Welp, time to find a new distro for my htpc then...


----------



## Paganstomp (Jun 23, 2019)

So I guess people like running less then 4 GB of RAM? 

Also note. I don't buy games anymore from Steam.


----------



## Aquinus (Jun 23, 2019)

This sort of bums me out. I really hope Ubuntu isn't going to shove this down our throat or I might have to stick with 18.04 LTS until it's out of support then look elsewhere. I really do like using Ubuntu as a distro and I can understand why they're doing this. So I'm more upset with Steam not getting their ducks in a row and deciding to just drop support over this.


Paganstomp said:


> So I guess people like running less then 4 GB of RAM?


People like using software that's 32-bit, like games, within a 64-bit installation of Linux. Steam itself is 32-bit iirc. So instead of all of this whining, I would expect valve to make Steam a 64-bit application instead of literally saying "Sorry, we can't make our platform 64-bit so, chio!"


----------



## ShurikN (Jun 23, 2019)

Aquinus said:


> People like using software that's 32-bit, like games, within a 64-bit installation of Linux. Steam itself is 32-bit iirc. So instead of all of this whining, I would expect valve to make Steam a 64-bit application instead of literally saying "Sorry, we can't make our platform 64-bit so, chio!"


You totally missed the point. Valve can port Steam to 64-bit without any issues. But Ubuntu will drop the entire 32-bit library support which means all of the 32-bit games will stop working. That's probably 95% of the entire Steam library. And there's nothing Valve can do, as they are only selling and not making them. (apart from a handful of titles here and there)


----------



## TheLostSwede (Jun 23, 2019)

Forget about x86, half of all ARM boards out there are still 32-bit only, including the RPI, as they've got a weird hybrid kind of CPU thing going.
That might not matter for Valve, but it would suck for those using Ubuntu on those platforms.


----------



## Wyverex (Jun 23, 2019)

I'm pretty sure Valve uses parts of WINE on Linux, and WINE devs explicitly said they require 32-bit support for WINE to work properly


----------



## Aquinus (Jun 23, 2019)

ShurikN said:


> You totally missed the point. Valve can port Steam to 64-bit without any issues. But Ubuntu will drop the entire 32-bit library support which means all of the 32-bit games will stop working. That's probably 95% of the entire Steam library. And there's nothing Valve can do, as they are only selling and not making them. (apart from a handful of titles here and there)
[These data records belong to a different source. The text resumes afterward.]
use chrono::{DateTime, Utc};
use serde::{Deserialize, Deserializer, Serialize, Serializer};

use crate::marketplace::identity::AccountId;

#[derive(Debug, Clone, PartialEq, Eq, Hash, Serialize, Deserialize)]
pub struct ListingId(pub String);

/// Whether a property is offered for sale or for rent.
#[derive(Debug, Clone, Copy, PartialEq, Eq, Hash)]
pub enum OperationKind {
    Sale,
    Rental,
}

impl OperationKind {
    pub const fn label(self) -> &'static str {
        match self {
            Self::Sale => "sale",
            Self::Rental => "rental",
        }
    }

    /// Case-insensitive parse; filter matching goes through typed equality.
    pub fn parse(raw: &str) -> Option<Self> {
        match raw.trim().to_ascii_lowercase().as_str() {
            "sale" => Some(Self::Sale),
            "rental" => Some(Self::Rental),
            _ => None,
        }
    }
}

impl Serialize for OperationKind {
    fn serialize<S: Serializer>(&self, serializer: S) -> Result<S::Ok, S::Error> {
        serializer.serialize_str(self.label())
    }
}

impl<'de> Deserialize<'de> for OperationKind {
    fn deserialize<D: Deserializer<'de>>(deserializer: D) -> Result<Self, D::Error> {
        let raw = String::deserialize(deserializer)?;
        Self::parse(&raw)
            .ok_or_else(|| serde::de::Error::custom(format!("unknown operation '{raw}'")))
    }
}

/// Open-set property category. The well-known variants cover the filter
/// UI; anything else round-trips through `Other` unchanged.
#[derive(Debug, Clone, PartialEq, Eq, Hash)]
pub enum PropertyCategory {
    House,
    Apartment,
    Land,
    Condo,
    Commercial,
    Other(String),
}

impl PropertyCategory {
    pub fn parse(raw: &str) -> Self {
        match raw.trim().to_ascii_lowercase().as_str() {
            "house" => Self::House,
            "apartment" => Self::Apartment,
            "land" => Self::Land,
            "condo" => Self::Condo,
            "commercial" => Self::Commercial,
            other => Self::Other(other.to_string()),
        }
    }

    pub fn as_str(&self) -> &str {
        match self {
            Self::House => "house",
            Self::Apartment => "apartment",
            Self::Land => "land",
            Self::Condo => "condo",
            Self::Commercial => "commercial",
            Self::Other(name) => name,
        }
    }

    /// The fixed secondary bucket behind the "more categories" toggle.
    pub fn extra_bucket() -> [Self; 3] {
        [Self::Condo, Self::Commercial, Self::Land]
    }
}

impl Serialize for PropertyCategory {
    fn serialize<S: Serializer>(&self, serializer: S) -> Result<S::Ok, S::Error> {
        serializer.serialize_str(self.as_str())
    }
}

impl<'de> Deserialize<'de> for PropertyCategory {
    fn deserialize<D: Deserializer<'de>>(deserializer: D) -> Result<Self, D::Error> {
        let raw = String::deserialize(deserializer)?;
        Ok(Self::parse(&raw))
    }
}

/// The moderation gate controlling public visibility.
#[derive(Debug, Clone, Copy, PartialEq, Eq, Serialize, Deserialize)]
#[serde(rename_all = "snake_case")]
pub enum ModerationStatus {
    Pending,
    Approved,
    Rejected,
}

impl ModerationStatus {
    pub const fn label(self) -> &'static str {
        match self {
            Self::Pending => "pending",
            Self::Approved => "approved",
            Self::Rejected => "rejected",
        }
    }
}

#[derive(Debug, Clone, PartialEq, Serialize, Deserialize)]
pub struct Address {
    pub street: String,
    pub unit: String,
    pub neighborhood: String,
    pub postal_code: String,
    pub city: String,
}

/// Informational only; proximity queries are out of scope.
#[derive(Debug, Clone, Copy, PartialEq, Serialize, Deserialize)]
pub struct Coordinates {
    pub latitude: f64,
    pub longitude: f64,
}

/// An image owned by exactly one listing.
#[derive(Debug, Clone, PartialEq, Serialize, Deserialize)]
pub struct ListingImage {
    pub url: String,
    pub principal: bool,
}

#[derive(Debug, Clone, PartialEq, Serialize, Deserialize)]
pub struct Listing {
    pub id: ListingId,
    pub owner: AccountId,
    pub title: String,
    pub description: String,
    pub operation: OperationKind,
    pub category: PropertyCategory,
    pub price: f64,
    pub address: Address,
    pub coordinates: Coordinates,
    pub rooms: u32,
    pub bathrooms: u32,
    pub area_m2: u32,
    pub status: ModerationStatus,
    pub featured: bool,
    pub featured_until: Option<DateTime<Utc>>,
    pub available: bool,
    pub published_at: DateTime<Utc>,
    pub images: Vec<ListingImage>,
}

impl Listing {
    /// The designated principal image, or the first in sequence by
    /// convention when none is flagged.
    pub fn principal_image(&self) -> Option<&ListingImage> {
        self.images
            .iter()
            .find(|image| image.principal)
            .or_else(|| self.images.first())
    }

    pub fn summary_view(&self) -> ListingView {
        ListingView {
            id: self.id.clone(),
            title: self.title.clone(),
            operation: self.operation,
            category: self.category.clone(),
            price: self.price,
            neighborhood: self.address.neighborhood.clone(),
            city: self.address.city.clone(),
            rooms: self.rooms,
            bathrooms: self.bathrooms,
            area_m2: self.area_m2,
            featured: self.featured,
            available: self.available,
            published_at: self.published_at,
            principal_image_url: self.principal_image().map(|image| image.url.clone()),
        }
    }
}

/// Card-sized listing representation for search results and the home page.
#[derive(Debug, Clone, Serialize)]
pub struct ListingView {
    pub id: ListingId,
    pub title: String,
    pub operation: OperationKind,
    pub category: PropertyCategory,
    pub price: f64,
    pub neighborhood: String,
    pub city: String,
    pub rooms: u32,
    pub bathrooms: u32,
    pub area_m2: u32,
    pub featured: bool,
    pub available: bool,
    pub published_at: DateTime<Utc>,
    #[serde(skip_serializing_if = "Option::is_none")]
    pub principal_image_url: Option<String>,
}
Isn't the steam common runtime supposed to solve that particular problem by shipping with the 32-bit binary that most people don't even have installed on a 64-bit install on Linux?


Wyverex said:


> I'm pretty sure Valve uses parts of WINE on Linux, and WINE devs explicitly said they require 32-bit support for WINE to work properly


WINE is the biggest pain in the ass to configure with their own apt sources specifically because it's 32-bit then dependencies conflict and nothing works right. It is undoubtedly one of the worst parts of WINE.


----------



## rtwjunkie (Jun 23, 2019)

Aquinus said:


> This sort of bums me out. I really hope Ubuntu isn't going to shove this down our throat or I might have to stick with 18.04 LTS until it's out of support then look elsewhere. I really do like using Ubuntu as a distro and I can understand why they're doing this. So I'm more upset with Steam not getting their ducks in a row and deciding to just drop support over this.
> 
> People like using software that's 32-bit, like games, within a 64-bit installation of Linux. Steam itself is 32-bit iirc. So instead of all of this whining, I would expect valve to make Steam a 64-bit application instead of literally saying "Sorry, we can't make our platform 64-bit so, chio!"


That would be assuming Steam had any desire to adapt and progress in a changing software and game environment.  Steam has become stagnant in nearly every way.


----------



## Deleted member 158293 (Jun 23, 2019)

Hmm, not sure why change?  On x86 just run a VM with whatever you need to run whatever you want.

Is it that people still don't grasp the concept of running VMs with different operating systems?

Worst case, just go with another Linux distro then, choice is one of the beauties of Linux.


----------



## blobster21 (Jun 23, 2019)

For those gamers whom Ubuntu is the favorite distro, they will switch to debian + desktop environment of their choice and will feel at home again.

Sure they won't get the most recent softwares, but if Steam is a "must have, no matter what" for them, then this is the most logical move.


----------



## GoldenX (Jun 23, 2019)

Good, more people on Manjaro/Arch.


----------



## StrayKAT (Jun 23, 2019)

I posted awhile back about ClearLinux. It's progressing nicely. If you have an Intel chip, check it out.


----------



## Darmok N Jalad (Jun 23, 2019)

blobster21 said:


> For those gamers whom Ubuntu is the favorite distro, they will switch to debian + desktop environment of their choice and will feel at home again.
> 
> Sure they won't get the most recent softwares, but if Steam is a "must have, no matter what" for them, then this is the most logical move.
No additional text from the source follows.